Let’s look at marriage. “We love each
other. Why bother with a ceremony. After all, it’s just a piece of paper!”
If your current love interest says that to you, you’d darn well better
get it in writing before you have a joint bank account. Public declaration
is a necessary part of any covenant, and a covenant ends only with the
death of one of those who declare it. Love may be only a feeling until
it becomes a covenant. When it becomes a covenant it leaves the world of
feeling and becomes real. Feelings come and go.

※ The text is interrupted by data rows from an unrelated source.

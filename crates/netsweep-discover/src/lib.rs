//! netsweep-discover: Scan IPAM prefixes and publish what was found.
//!
//! Fetches prefixes tagged for discovery from IPAM, runs the scanner over
//! each, reads the hosts out of the scanner's XML documents, creates an
//! address record per host, and archives the documents.

pub mod archive;
pub mod error;
pub mod nmap_xml;
pub mod pipeline;
pub mod results;
pub mod scanner;
pub mod telemetry;
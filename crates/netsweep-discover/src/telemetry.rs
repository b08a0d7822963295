//! Logging setup.
//!
//! Events are emitted as JSON lines to stdout and, when `logging.file` is
//! set, appended to that file as well. The level filter comes from
//! `RUST_LOG` (default `info`).

use std::fs::OpenOptions;
use std::sync::Mutex;

use tracing::Subscriber;
use tracing_subscriber::fmt::writer::{BoxMakeWriter, MakeWriterExt};
use tracing_subscriber::{fmt, EnvFilter};

use netsweep_core::config::LoggingSettings;

use crate::error::{DiscoverError, Result};

/// Build the subscriber without installing it.
pub fn build_subscriber(
    settings: &LoggingSettings,
    filter: EnvFilter,
) -> Result<impl Subscriber + Send + Sync> {
    let writer = match &settings.file {
        Some(path) => {
            let file = OpenOptions::new().create(true).append(true).open(path)?;
            BoxMakeWriter::new(std::io::stdout.and(Mutex::new(file)))
        }
        None => BoxMakeWriter::new(std::io::stdout),
    };

    Ok(fmt()
        .with_env_filter(filter)
        .json()
        .with_writer(writer)
        .finish())
}

/// Install the process-wide subscriber.
pub fn init(settings: &LoggingSettings) -> Result<()> {
    let filter = EnvFilter::try_from_default_env().unwrap_or_else(|_| EnvFilter::new("info"));
    let subscriber = build_subscriber(settings, filter)?;
    tracing::subscriber::set_global_default(subscriber)
        .map_err(|e| DiscoverError::Telemetry(e.to_string()))
}
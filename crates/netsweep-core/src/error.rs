use thiserror::Error;

/// Settings could not be loaded. Always fatal: nothing can run without them.
#[derive(Error, Debug)]
pub enum ConfigError {
    #[error("Failed to load settings: {0}")]
    Load(#[from] config::ConfigError),

    #[error("Required setting `{0}` is empty")]
    Empty(&'static str),
}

Sacraments are recorded in Heaven as well
as on earth. The Church doesn’t deny your experience with Jesus when
you took Him as your Lord and Savior. The Church doesn’t deny the beauty
of your encounter with the Holy Spirit. We just say that those were gifts
of love from our Heavenly Father, signs of His goodness to you. Isn’t
it about time you made a covenant with God since He offers it to you?
Some people think that Catholics don’t
have a personal relationship with Jesus Christ. On the contrary! Nothing
is more personal for us Catholics. We are human persons who come to know
the divine persons of the Trinity intimately through the humanity of Jesus
the God-man. What could be more intimate than Holy Communion?
The difference is this. Our relationship
to God is personal, not private. He is OUR Father, not just my Father.
It is a public, covenant relationship. To make it truly public, it is very
important to have the right steward of the covenant (or more commonly put,
minister of the sacrament) to receive your covenant oath.
If you were baptized in a valid formula,
Father, Son and Holy Spirit, we don’t re-validate your baptism, though
we may do what is called a conditional baptism if there is some doubt about
the manner of that first baptism. Any baptized Christian can be the minister
of the sacrament, though a deacon or a priest is the regular minister.
As for marriage, the bride and groom are
the ministers of the sacrament, so if the marriage of a person coming into
the church was valid, having no impediments, (for instance a valid former
marriage), we respect that marriage. Exceptions can be made for the good
of the person coming into the Church, but a non-Catholic marriage is respected
even after entry into the Church.
The real rub is that even though you have
come to believe that Jesus is truly present in the Eucharist and you long
for that intimate communion with Him, you can’t legitimately stroll down
the aisle and take Holy Communion until you formally enter the Church!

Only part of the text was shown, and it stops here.